■ Task directions ■
Wherever a line in the data below holds "reqwest", copy that line.

■ Study material ■
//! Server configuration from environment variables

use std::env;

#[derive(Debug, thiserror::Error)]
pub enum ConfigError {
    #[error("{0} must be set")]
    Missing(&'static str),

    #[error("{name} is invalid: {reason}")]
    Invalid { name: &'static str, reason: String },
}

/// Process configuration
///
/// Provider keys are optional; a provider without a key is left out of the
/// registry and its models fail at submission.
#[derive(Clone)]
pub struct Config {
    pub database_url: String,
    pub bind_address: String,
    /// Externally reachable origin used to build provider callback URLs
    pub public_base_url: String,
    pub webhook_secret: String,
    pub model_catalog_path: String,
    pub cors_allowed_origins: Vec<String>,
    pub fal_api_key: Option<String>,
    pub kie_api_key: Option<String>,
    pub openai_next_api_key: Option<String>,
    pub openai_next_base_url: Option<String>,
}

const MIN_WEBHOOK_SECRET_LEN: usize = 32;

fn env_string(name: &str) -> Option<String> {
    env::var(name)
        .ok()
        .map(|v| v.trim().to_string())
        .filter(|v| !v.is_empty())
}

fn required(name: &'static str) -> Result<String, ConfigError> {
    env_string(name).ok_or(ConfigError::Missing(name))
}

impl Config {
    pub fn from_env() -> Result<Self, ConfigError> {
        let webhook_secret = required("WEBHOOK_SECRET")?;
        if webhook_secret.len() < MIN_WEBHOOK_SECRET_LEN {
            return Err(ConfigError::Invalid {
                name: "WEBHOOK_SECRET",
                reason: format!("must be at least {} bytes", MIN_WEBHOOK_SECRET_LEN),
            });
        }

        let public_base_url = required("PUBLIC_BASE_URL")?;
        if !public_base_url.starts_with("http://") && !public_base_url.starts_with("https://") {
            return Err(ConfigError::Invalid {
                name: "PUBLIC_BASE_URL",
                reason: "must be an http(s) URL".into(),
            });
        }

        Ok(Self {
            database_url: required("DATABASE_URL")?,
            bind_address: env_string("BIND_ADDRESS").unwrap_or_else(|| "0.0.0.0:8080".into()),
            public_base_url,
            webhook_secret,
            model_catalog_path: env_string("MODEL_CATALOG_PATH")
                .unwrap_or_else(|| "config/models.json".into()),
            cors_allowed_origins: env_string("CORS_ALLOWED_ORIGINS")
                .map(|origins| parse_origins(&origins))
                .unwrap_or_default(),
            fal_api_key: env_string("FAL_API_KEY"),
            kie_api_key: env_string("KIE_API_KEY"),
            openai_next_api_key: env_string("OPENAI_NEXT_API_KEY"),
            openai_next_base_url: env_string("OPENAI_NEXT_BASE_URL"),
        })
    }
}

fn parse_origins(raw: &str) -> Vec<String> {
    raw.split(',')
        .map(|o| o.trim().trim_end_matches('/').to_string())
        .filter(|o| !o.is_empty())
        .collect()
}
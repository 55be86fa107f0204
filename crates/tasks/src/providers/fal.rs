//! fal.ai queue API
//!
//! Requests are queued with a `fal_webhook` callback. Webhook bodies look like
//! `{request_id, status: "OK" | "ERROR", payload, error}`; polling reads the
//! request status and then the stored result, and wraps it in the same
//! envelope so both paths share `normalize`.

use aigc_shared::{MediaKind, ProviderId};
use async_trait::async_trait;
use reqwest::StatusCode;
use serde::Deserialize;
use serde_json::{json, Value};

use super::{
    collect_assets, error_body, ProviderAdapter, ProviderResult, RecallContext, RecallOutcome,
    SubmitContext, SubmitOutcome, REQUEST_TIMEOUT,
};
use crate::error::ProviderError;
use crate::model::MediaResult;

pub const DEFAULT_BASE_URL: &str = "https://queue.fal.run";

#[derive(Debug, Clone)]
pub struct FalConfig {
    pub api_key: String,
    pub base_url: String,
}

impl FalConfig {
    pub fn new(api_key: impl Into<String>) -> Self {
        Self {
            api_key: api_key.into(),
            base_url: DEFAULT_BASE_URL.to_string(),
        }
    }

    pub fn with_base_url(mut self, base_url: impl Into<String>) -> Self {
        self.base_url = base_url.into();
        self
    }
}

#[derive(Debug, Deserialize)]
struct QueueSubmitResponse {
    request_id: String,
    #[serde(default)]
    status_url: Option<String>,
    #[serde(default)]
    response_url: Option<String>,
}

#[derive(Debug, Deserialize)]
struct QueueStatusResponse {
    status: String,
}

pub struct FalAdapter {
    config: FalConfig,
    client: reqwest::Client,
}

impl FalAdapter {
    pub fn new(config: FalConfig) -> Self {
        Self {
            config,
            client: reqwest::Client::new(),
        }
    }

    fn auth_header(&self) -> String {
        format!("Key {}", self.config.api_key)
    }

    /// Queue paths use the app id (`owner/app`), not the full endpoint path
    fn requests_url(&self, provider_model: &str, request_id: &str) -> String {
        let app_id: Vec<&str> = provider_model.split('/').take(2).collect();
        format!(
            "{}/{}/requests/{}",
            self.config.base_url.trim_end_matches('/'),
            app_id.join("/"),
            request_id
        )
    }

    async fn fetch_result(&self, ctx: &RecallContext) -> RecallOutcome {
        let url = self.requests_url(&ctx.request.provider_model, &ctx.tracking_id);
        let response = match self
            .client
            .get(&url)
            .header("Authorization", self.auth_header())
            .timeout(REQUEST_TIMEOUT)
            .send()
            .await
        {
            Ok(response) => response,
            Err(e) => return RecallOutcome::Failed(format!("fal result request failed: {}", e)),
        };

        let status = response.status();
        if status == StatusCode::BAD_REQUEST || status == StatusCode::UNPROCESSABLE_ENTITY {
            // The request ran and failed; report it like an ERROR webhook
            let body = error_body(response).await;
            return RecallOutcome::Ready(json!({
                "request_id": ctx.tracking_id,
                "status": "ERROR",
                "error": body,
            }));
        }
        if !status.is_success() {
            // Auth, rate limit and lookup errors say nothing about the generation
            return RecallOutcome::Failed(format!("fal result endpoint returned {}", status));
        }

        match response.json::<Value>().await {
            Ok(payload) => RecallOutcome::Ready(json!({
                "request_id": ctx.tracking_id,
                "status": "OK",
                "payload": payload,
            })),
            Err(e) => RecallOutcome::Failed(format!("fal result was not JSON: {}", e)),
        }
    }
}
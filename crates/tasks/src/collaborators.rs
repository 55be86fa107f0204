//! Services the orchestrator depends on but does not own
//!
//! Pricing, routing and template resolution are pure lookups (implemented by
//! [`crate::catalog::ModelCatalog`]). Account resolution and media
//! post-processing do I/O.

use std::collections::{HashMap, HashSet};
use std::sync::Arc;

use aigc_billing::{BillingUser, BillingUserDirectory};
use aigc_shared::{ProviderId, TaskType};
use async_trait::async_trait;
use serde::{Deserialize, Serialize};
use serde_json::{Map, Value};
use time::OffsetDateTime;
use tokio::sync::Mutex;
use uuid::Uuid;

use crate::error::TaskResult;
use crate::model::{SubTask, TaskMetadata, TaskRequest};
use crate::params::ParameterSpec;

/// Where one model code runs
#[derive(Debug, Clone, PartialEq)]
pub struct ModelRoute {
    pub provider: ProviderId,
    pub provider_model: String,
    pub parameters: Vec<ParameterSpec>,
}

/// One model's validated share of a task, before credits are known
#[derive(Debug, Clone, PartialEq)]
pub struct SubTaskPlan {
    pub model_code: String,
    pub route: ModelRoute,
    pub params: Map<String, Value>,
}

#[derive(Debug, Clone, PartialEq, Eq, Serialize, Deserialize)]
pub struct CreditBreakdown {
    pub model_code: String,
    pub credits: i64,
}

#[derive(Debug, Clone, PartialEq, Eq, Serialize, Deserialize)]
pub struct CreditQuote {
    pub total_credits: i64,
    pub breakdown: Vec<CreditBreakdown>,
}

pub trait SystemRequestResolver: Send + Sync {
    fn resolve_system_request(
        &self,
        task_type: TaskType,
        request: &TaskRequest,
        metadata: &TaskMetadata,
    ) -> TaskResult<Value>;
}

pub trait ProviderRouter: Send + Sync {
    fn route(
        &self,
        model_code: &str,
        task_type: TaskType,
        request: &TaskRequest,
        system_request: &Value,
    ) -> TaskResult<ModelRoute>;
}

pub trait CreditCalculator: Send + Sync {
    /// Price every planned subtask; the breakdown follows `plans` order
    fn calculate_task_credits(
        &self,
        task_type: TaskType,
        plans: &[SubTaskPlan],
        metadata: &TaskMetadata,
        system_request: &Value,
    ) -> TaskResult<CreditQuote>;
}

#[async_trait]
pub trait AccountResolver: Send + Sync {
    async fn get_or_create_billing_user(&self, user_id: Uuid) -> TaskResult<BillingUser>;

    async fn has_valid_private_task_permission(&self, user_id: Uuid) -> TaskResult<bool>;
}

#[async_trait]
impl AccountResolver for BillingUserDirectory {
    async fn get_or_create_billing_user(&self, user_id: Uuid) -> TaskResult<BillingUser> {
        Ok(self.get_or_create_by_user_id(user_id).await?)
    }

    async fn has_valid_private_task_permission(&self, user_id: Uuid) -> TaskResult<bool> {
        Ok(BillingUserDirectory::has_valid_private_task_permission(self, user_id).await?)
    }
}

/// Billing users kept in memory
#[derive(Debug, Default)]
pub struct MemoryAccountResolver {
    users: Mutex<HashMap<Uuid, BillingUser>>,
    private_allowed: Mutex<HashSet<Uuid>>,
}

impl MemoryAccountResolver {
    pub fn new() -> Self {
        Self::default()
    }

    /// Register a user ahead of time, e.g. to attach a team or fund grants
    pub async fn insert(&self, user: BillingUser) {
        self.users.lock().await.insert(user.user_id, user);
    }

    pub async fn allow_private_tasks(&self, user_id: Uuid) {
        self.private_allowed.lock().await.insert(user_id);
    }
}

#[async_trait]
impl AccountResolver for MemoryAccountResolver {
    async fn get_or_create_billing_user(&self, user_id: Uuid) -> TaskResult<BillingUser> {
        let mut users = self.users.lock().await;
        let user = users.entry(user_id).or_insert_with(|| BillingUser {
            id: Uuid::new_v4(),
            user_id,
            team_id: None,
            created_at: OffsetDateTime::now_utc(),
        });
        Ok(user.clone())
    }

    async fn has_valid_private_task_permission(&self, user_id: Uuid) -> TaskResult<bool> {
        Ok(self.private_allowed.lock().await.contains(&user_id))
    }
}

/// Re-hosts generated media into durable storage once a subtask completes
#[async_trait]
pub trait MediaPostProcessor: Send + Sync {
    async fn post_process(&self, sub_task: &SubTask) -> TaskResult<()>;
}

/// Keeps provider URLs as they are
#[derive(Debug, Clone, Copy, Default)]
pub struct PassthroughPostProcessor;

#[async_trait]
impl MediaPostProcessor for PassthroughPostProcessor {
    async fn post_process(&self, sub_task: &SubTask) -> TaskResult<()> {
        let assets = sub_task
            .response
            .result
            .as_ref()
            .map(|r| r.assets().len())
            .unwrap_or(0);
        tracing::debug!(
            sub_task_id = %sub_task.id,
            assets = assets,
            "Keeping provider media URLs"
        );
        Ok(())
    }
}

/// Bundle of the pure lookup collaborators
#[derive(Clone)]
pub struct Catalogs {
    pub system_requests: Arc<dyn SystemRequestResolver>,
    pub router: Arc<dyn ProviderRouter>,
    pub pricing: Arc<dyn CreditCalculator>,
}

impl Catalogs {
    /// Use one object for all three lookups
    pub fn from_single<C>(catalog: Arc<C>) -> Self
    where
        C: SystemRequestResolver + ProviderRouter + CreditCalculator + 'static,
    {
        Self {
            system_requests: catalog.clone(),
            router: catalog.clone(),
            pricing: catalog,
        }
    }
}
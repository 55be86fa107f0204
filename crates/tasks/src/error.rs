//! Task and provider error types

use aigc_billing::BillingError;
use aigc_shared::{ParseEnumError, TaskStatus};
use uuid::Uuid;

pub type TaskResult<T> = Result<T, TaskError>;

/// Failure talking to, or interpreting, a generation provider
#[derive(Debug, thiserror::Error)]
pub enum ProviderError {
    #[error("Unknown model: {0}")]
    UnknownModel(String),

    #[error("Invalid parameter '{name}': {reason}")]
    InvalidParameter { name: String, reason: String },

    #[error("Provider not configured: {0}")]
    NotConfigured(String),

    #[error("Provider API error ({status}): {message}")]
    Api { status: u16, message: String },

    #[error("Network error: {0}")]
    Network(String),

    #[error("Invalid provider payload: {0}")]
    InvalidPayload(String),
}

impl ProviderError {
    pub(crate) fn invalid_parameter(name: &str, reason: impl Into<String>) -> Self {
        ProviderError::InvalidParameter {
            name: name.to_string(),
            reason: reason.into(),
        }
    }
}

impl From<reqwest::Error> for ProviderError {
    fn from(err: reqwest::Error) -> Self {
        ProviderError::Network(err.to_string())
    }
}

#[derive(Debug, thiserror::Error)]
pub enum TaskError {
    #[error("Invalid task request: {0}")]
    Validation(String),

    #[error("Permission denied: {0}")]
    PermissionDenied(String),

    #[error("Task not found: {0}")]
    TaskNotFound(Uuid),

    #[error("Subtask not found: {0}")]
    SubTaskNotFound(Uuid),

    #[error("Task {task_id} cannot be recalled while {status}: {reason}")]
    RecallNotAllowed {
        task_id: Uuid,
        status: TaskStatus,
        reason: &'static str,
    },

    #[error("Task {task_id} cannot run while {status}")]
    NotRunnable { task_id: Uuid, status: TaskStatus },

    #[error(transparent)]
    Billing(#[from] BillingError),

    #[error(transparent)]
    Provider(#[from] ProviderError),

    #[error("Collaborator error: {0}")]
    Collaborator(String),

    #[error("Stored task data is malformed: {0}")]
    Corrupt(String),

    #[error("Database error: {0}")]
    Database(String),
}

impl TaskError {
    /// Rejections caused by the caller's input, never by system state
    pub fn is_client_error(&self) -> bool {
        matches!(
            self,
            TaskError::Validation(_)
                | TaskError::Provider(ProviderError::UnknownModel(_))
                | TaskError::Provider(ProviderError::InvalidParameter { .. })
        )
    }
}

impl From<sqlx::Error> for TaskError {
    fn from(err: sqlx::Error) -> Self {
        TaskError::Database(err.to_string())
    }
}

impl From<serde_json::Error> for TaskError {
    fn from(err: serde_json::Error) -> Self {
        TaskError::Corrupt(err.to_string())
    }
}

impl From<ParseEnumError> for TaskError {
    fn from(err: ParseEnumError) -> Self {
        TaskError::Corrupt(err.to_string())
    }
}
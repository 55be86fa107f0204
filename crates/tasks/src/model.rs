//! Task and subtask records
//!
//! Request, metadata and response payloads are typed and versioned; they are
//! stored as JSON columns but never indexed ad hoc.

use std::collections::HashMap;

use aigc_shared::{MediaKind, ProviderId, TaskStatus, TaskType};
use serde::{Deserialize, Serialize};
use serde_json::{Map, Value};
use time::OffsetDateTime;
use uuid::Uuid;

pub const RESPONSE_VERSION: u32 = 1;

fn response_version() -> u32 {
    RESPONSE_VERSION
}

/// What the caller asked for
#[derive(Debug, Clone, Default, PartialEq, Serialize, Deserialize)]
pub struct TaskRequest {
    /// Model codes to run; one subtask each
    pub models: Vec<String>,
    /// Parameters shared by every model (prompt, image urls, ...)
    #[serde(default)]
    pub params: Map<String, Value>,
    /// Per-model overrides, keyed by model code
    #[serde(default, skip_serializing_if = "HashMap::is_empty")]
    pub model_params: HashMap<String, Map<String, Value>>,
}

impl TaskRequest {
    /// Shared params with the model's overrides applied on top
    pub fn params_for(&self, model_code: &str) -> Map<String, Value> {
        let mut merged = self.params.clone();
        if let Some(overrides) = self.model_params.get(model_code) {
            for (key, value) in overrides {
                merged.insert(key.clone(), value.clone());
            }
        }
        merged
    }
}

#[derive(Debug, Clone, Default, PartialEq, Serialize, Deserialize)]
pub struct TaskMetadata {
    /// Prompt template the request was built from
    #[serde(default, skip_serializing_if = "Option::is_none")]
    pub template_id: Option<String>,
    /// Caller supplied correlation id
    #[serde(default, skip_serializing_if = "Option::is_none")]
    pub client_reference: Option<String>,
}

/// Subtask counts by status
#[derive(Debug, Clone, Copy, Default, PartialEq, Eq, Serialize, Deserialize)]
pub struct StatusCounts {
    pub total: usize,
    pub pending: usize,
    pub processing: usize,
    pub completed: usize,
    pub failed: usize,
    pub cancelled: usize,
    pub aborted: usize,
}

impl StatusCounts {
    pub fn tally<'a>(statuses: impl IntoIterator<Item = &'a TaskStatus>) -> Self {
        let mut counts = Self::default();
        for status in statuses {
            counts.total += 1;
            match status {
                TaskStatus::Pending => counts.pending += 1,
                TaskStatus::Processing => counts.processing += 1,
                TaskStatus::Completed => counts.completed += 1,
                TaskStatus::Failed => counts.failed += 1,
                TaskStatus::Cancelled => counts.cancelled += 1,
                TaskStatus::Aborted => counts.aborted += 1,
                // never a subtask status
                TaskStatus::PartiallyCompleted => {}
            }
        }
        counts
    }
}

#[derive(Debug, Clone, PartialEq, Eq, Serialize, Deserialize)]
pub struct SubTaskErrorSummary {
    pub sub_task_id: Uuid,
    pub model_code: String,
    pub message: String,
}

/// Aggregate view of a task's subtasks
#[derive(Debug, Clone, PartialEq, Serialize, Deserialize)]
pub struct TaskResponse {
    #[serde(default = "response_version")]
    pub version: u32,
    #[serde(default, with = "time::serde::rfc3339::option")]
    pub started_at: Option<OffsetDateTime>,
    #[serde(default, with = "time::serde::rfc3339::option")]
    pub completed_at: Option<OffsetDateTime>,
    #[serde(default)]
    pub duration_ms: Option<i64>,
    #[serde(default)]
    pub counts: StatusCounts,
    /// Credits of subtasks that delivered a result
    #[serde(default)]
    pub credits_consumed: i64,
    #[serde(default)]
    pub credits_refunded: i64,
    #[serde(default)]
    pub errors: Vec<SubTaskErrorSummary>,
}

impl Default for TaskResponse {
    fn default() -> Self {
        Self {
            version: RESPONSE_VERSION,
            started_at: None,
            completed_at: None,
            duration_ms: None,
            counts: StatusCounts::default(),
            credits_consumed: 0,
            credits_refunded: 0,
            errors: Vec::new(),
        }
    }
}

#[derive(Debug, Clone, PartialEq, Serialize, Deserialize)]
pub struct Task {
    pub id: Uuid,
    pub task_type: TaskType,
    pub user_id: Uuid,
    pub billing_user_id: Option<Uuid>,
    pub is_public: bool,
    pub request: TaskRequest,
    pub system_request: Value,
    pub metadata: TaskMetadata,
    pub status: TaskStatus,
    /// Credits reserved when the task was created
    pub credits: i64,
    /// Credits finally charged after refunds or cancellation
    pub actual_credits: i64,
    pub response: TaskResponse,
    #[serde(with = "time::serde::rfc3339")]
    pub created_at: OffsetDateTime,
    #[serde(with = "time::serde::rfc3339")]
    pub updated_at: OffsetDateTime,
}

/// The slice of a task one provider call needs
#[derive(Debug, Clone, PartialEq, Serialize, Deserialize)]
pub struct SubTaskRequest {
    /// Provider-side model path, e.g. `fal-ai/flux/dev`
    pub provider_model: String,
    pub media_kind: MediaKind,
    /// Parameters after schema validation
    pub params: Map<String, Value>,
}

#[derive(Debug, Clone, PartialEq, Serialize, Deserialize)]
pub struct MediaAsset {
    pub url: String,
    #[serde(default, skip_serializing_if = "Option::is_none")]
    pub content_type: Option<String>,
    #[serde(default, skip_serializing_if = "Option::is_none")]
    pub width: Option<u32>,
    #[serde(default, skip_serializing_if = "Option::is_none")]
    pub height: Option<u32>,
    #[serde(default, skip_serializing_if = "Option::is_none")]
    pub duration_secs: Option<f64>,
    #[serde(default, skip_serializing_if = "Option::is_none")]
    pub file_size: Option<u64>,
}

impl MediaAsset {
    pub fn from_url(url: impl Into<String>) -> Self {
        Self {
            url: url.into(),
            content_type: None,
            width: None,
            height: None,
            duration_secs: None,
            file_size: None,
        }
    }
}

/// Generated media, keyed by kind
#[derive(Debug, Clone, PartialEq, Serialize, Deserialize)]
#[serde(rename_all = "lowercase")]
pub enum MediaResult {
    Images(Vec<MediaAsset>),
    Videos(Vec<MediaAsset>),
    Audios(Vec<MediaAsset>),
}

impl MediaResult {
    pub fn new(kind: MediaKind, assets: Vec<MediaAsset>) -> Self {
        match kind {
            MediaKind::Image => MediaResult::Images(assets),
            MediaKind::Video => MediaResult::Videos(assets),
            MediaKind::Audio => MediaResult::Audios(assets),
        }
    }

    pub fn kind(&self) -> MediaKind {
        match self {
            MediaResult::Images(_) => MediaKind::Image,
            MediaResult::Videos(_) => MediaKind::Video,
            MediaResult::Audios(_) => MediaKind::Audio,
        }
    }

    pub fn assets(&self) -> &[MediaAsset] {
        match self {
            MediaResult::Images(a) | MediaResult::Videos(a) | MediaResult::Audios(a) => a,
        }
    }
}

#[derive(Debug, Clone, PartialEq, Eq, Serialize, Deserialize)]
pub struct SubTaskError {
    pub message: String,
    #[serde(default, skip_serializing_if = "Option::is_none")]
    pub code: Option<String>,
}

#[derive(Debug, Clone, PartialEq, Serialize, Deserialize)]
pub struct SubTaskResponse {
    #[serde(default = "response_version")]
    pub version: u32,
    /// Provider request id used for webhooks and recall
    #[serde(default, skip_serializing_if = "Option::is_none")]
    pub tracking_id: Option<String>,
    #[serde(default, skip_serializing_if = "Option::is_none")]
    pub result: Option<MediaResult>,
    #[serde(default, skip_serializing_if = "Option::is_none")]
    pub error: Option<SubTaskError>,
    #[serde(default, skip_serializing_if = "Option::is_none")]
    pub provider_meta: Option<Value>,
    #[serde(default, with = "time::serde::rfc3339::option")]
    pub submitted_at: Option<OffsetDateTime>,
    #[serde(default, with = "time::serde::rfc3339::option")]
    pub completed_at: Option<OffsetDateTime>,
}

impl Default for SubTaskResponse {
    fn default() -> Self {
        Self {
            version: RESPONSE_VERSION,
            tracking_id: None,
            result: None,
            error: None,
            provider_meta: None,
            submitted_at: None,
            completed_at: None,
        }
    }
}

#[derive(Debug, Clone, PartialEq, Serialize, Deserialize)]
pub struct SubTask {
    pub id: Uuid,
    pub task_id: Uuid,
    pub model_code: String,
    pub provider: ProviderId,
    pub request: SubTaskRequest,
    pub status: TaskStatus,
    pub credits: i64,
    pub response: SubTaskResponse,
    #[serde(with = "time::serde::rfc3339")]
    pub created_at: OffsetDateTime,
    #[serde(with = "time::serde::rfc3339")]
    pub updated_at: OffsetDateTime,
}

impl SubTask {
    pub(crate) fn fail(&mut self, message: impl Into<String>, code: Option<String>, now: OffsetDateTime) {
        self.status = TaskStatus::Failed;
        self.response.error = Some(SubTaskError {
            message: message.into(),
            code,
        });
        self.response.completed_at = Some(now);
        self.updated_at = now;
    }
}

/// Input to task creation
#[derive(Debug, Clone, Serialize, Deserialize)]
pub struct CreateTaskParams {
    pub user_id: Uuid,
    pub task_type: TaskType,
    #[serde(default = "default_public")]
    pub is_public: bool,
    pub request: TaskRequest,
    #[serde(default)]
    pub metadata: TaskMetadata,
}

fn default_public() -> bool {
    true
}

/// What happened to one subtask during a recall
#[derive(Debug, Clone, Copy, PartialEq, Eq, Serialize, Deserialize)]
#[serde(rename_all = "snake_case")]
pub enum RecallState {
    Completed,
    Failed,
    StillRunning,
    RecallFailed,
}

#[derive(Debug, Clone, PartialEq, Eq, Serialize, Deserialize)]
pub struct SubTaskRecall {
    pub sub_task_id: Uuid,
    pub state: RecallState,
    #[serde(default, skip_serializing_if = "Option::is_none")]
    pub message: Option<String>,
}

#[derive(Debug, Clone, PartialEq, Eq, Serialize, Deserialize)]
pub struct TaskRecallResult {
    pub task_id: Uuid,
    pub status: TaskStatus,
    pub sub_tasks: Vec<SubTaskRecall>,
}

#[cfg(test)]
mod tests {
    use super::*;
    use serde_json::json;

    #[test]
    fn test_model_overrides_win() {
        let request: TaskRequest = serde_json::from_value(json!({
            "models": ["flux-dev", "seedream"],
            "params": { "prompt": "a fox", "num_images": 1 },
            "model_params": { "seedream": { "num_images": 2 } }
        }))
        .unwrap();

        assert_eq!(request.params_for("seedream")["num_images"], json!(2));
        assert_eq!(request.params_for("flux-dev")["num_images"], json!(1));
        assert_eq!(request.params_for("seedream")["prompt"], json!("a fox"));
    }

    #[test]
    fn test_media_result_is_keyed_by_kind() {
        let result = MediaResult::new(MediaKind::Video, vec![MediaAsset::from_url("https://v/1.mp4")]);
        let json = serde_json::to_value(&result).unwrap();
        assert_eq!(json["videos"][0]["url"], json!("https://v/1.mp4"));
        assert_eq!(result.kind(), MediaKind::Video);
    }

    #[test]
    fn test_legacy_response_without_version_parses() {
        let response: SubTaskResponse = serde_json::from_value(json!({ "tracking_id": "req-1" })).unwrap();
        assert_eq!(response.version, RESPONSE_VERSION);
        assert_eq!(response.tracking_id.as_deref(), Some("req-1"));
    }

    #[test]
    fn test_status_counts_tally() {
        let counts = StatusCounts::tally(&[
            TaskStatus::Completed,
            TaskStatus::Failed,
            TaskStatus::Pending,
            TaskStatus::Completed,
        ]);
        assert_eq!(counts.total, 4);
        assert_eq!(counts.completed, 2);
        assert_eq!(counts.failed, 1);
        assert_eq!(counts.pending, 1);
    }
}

■ Answer space ■
use reqwest::StatusCode;
    client: reqwest::Client,
            client: reqwest::Client::new(),
impl From<reqwest::Error> for ProviderError {
    fn from(err: reqwest::Error) -> Self {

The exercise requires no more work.